EXERCISE DIRECTIONS: The answer should be each line from the entries below that has the word "warn" in it.

__________________________________________________

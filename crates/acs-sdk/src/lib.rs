//! acs-sdk - Device integration and connectivity layer for access-control devices
//!
//! Wraps the vendor's native device SDK and turns it into a small set of async
//! operations: find devices on the network, hold login sessions to them, pull
//! their events continuously and report health.
//!
//! # Architecture
//!
//! ```text
//! ┌──────────────────────────────────────────────────────────────┐
//! │                   AccessControlService                        │
//! │                                                              │
//! │  ┌───────────────┐  ┌────────────────┐  ┌─────────────────┐  │
//! │  │DiscoveryEngine│  │ SessionManager │  │  EventIngestor  │  │
//! │  │ (probe/bcast) │  │ (sessions,     │  │ (loop, buffer)  │  │
//! │  └───────┬───────┘  │  last-seen)    │  └────────┬────────┘  │
//! │          │          └───────┬────────┘           │           │
//! │          └──────────────────┼────────────────────┘           │
//! │                       ┌─────┴──────┐                         │
//! │                       │ SdkGateway │                         │
//! │                       └─────┬──────┘                         │
//! │                    ┌────────┴────────┐                       │
//! │                    │    NativeSdk    │                       │
//! │                    │ (dynamic/mock)  │                       │
//! │                    └─────────────────┘                       │
//! └──────────────────────────────────────────────────────────────┘
//! ```

pub mod codes;
pub mod config;
pub mod discovery;
pub mod error;
pub mod gateway;
pub mod ingest;
pub mod native;
pub mod service;
pub mod session;

pub use codes::{describe, diagnose, SdkErrorCode};
pub use config::{AcsConfig, Credentials, DiscoveryConfig, IngestConfig, SdkBackend, SdkConfig};
pub use discovery::{dedup_devices, DiscoveryEngine, DiscoveryStrategy};
pub use error::{SdkError, SdkResult};
pub use gateway::{EventBatch, PullOutcome, PullRequest, SdkGateway};
pub use ingest::{EventIngestor, LoopState, TickReport, EVENT_BUFFER_CAPACITY};
pub use native::{create_loader, MockDeviceSpec, MockLoader, MockSdk, NativeSdk, SdkLoader};
pub use service::{AccessControlService, ConnectSummary};
pub use session::SessionManager;

// Re-export for convenience
pub use acs_core::{
    ConnectivityStatus, DeviceConnectivitySnapshot, DeviceEvent, DeviceEventKind, DeviceRepository,
    DeviceSession, DiscoveredDevice, DiscoverySource, ErrorDiagnostic, InMemoryDeviceRepository,
    RegisteredDevice, SdkHealth,
};
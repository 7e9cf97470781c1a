//! Service facade
//!
//! Wires the gateway, session manager, discovery engine and ingestion loop
//! together and exposes the operations the persistence / API layer calls.

use std::net::IpAddr;
use std::sync::Arc;
use std::time::Duration;

use acs_core::{
    DeviceConnectivitySnapshot, DeviceEvent, DeviceRepository, DeviceSession, DiscoveredDevice,
    SdkHealth,
};
use chrono::{DateTime, Utc};
use parking_lot::Mutex;
use serde::Serialize;
use tokio::sync::broadcast;
use tokio::task::JoinHandle;
use tokio_util::sync::CancellationToken;
use tracing::{info, warn};

use crate::config::AcsConfig;
use crate::discovery::{DiscoveryEngine, DiscoveryStrategy};
use crate::error::{SdkError, SdkResult};
use crate::gateway::SdkGateway;
use crate::ingest::{EventIngestor, LoopState};
use crate::native::{create_loader, SdkLoader};
use crate::session::SessionManager;

/// Outcome of connecting every registered device
#[derive(Debug, Clone, Default, PartialEq, Eq, Serialize)]
pub struct ConnectSummary {
    pub connected: Vec<String>,
    /// Device id and failure description
    pub failed: Vec<(String, String)>,
}

/// Device integration layer entry point
pub struct AccessControlService {
    config: AcsConfig,
    gateway: SdkGateway,
    repository: Arc<dyn DeviceRepository>,
    sessions: Arc<SessionManager>,
    discovery: DiscoveryEngine,
    ingestor: Arc<EventIngestor>,
    cancel: CancellationToken,
    ingest_task: Mutex<Option<JoinHandle<()>>>,
}

impl AccessControlService {
    /// Service over the backend selected in `config.sdk.backend`
    pub fn new(config: AcsConfig, repository: Arc<dyn DeviceRepository>) -> Self {
        let loader = create_loader(&config);
        Self::with_loader(loader, config, repository)
    }

    pub fn with_loader(
        loader: Arc<dyn SdkLoader>,
        config: AcsConfig,
        repository: Arc<dyn DeviceRepository>,
    ) -> Self {
        let gateway = SdkGateway::new(loader, &config);
        let sessions = Arc::new(SessionManager::new(gateway.clone(), repository.clone()));
        let discovery = DiscoveryEngine::new(config.discovery.clone(), gateway.clone());
        let ingestor = Arc::new(EventIngestor::new(
            sessions.clone(),
            gateway.clone(),
            config.ingest.clone(),
            config.connectivity.stale_threshold(),
        ));

        Self {
            config,
            gateway,
            repository,
            sessions,
            discovery,
            ingestor,
            cancel: CancellationToken::new(),
            ingest_task: Mutex::new(None),
        }
    }

    /// Replace the discovery engine
    pub fn with_discovery(mut self, discovery: DiscoveryEngine) -> Self {
        self.discovery = discovery;
        self
    }

    pub fn config(&self) -> &AcsConfig {
        &self.config
    }

    pub fn gateway(&self) -> &SdkGateway {
        &self.gateway
    }

    /// Find devices with `strategy`, or the configured one
    pub async fn discover(&self, strategy: Option<DiscoveryStrategy>) -> Vec<DiscoveredDevice> {
        let strategy = strategy.unwrap_or(self.config.discovery.strategy);
        let sessions = self.sessions.connected_devices();
        self.discovery.discover(strategy, &sessions, &self.cancel).await
    }

    pub async fn connect(&self, device_id: &str, ip: IpAddr, port: u16) -> SdkResult<DeviceSession> {
        self.sessions.connect(device_id, ip, port).await
    }

    pub async fn disconnect(&self, device_id: &str) -> bool {
        self.sessions.disconnect(device_id).await
    }

    pub fn status(&self, device_id: &str) -> DeviceConnectivitySnapshot {
        self.sessions.status(device_id)
    }

    pub fn statuses(&self) -> Vec<DeviceConnectivitySnapshot> {
        self.sessions.statuses()
    }

    pub async fn touch_heartbeat(&self, device_id: &str, occurred_at: DateTime<Utc>) {
        self.sessions.touch_heartbeat(device_id, occurred_at).await
    }

    /// Disconnect devices silent for longer than `threshold`; returns their ids
    pub async fn mark_stale_offline(&self, threshold: Duration) -> Vec<String> {
        self.sessions.mark_stale_offline(threshold).await
    }

    pub fn read_recent(&self, take: i64) -> Vec<DeviceEvent> {
        self.ingestor.read_recent(take)
    }

    pub fn subscribe(&self) -> broadcast::Receiver<DeviceEvent> {
        self.ingestor.subscribe()
    }

    /// Gateway health with the live session count; never fails
    pub fn health(&self) -> SdkHealth {
        let mut health = self.gateway.health();
        health.active_sessions = self.sessions.active_count();
        health
    }

    pub fn ingest_state(&self) -> LoopState {
        self.ingestor.state()
    }

    pub fn ingest_ticks(&self) -> u64 {
        self.ingestor.ticks()
    }

    /// Connect every device the repository knows about
    ///
    /// Individual failures are logged and reported in the summary.
    pub async fn connect_registered(&self) -> SdkResult<ConnectSummary> {
        let devices = self.repository.registered_devices().await?;
        let mut summary = ConnectSummary::default();

        for device in devices {
            match self.sessions.connect(&device.id, device.ip, device.port).await {
                Ok(_) => summary.connected.push(device.id),
                Err(e) => {
                    warn!(device_id = %device.id, error = %e, "Could not connect registered device");
                    summary.failed.push((device.id, e.to_string()));
                }
            }
        }

        info!(
            connected = summary.connected.len(),
            failed = summary.failed.len(),
            "Registered devices processed"
        );
        Ok(summary)
    }

    /// Start the ingestion loop
    pub fn start(&self) -> SdkResult<()> {
        self.config.ingest.validate()?;
        self.config.connectivity.validate()?;

        let mut task = self.ingest_task.lock();
        if task.is_some() {
            return Err(SdkError::Unavailable("ingestion loop already started".into()));
        }
        if self.cancel.is_cancelled() {
            return Err(SdkError::Unavailable("service is shut down".into()));
        }

        let ingestor = self.ingestor.clone();
        let cancel = self.cancel.child_token();
        *task = Some(tokio::spawn(async move { ingestor.run(cancel).await }));
        Ok(())
    }

    /// Stop ingestion, disconnect every device and release the native library
    pub async fn shutdown(&self) {
        self.cancel.cancel();

        let task = self.ingest_task.lock().take();
        if let Some(task) = task {
            if let Err(e) = task.await {
                warn!(error = %e, "Ingestion task ended abnormally");
            }
        }

        self.sessions.shutdown().await;

        let gateway = self.gateway.clone();
        if let Err(e) = tokio::task::spawn_blocking(move || gateway.shutdown()).await {
            warn!(error = %e, "Gateway shutdown task failed");
        }
        info!("Access control service stopped");
    }
}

__________________________________________________

PROBLEM SOLUTION:
use tracing::{info, warn};
                    warn!(device_id = %device.id, error = %e, "Could not connect registered device");
                warn!(error = %e, "Ingestion task ended abnormally");
            warn!(error = %e, "Gateway shutdown task failed");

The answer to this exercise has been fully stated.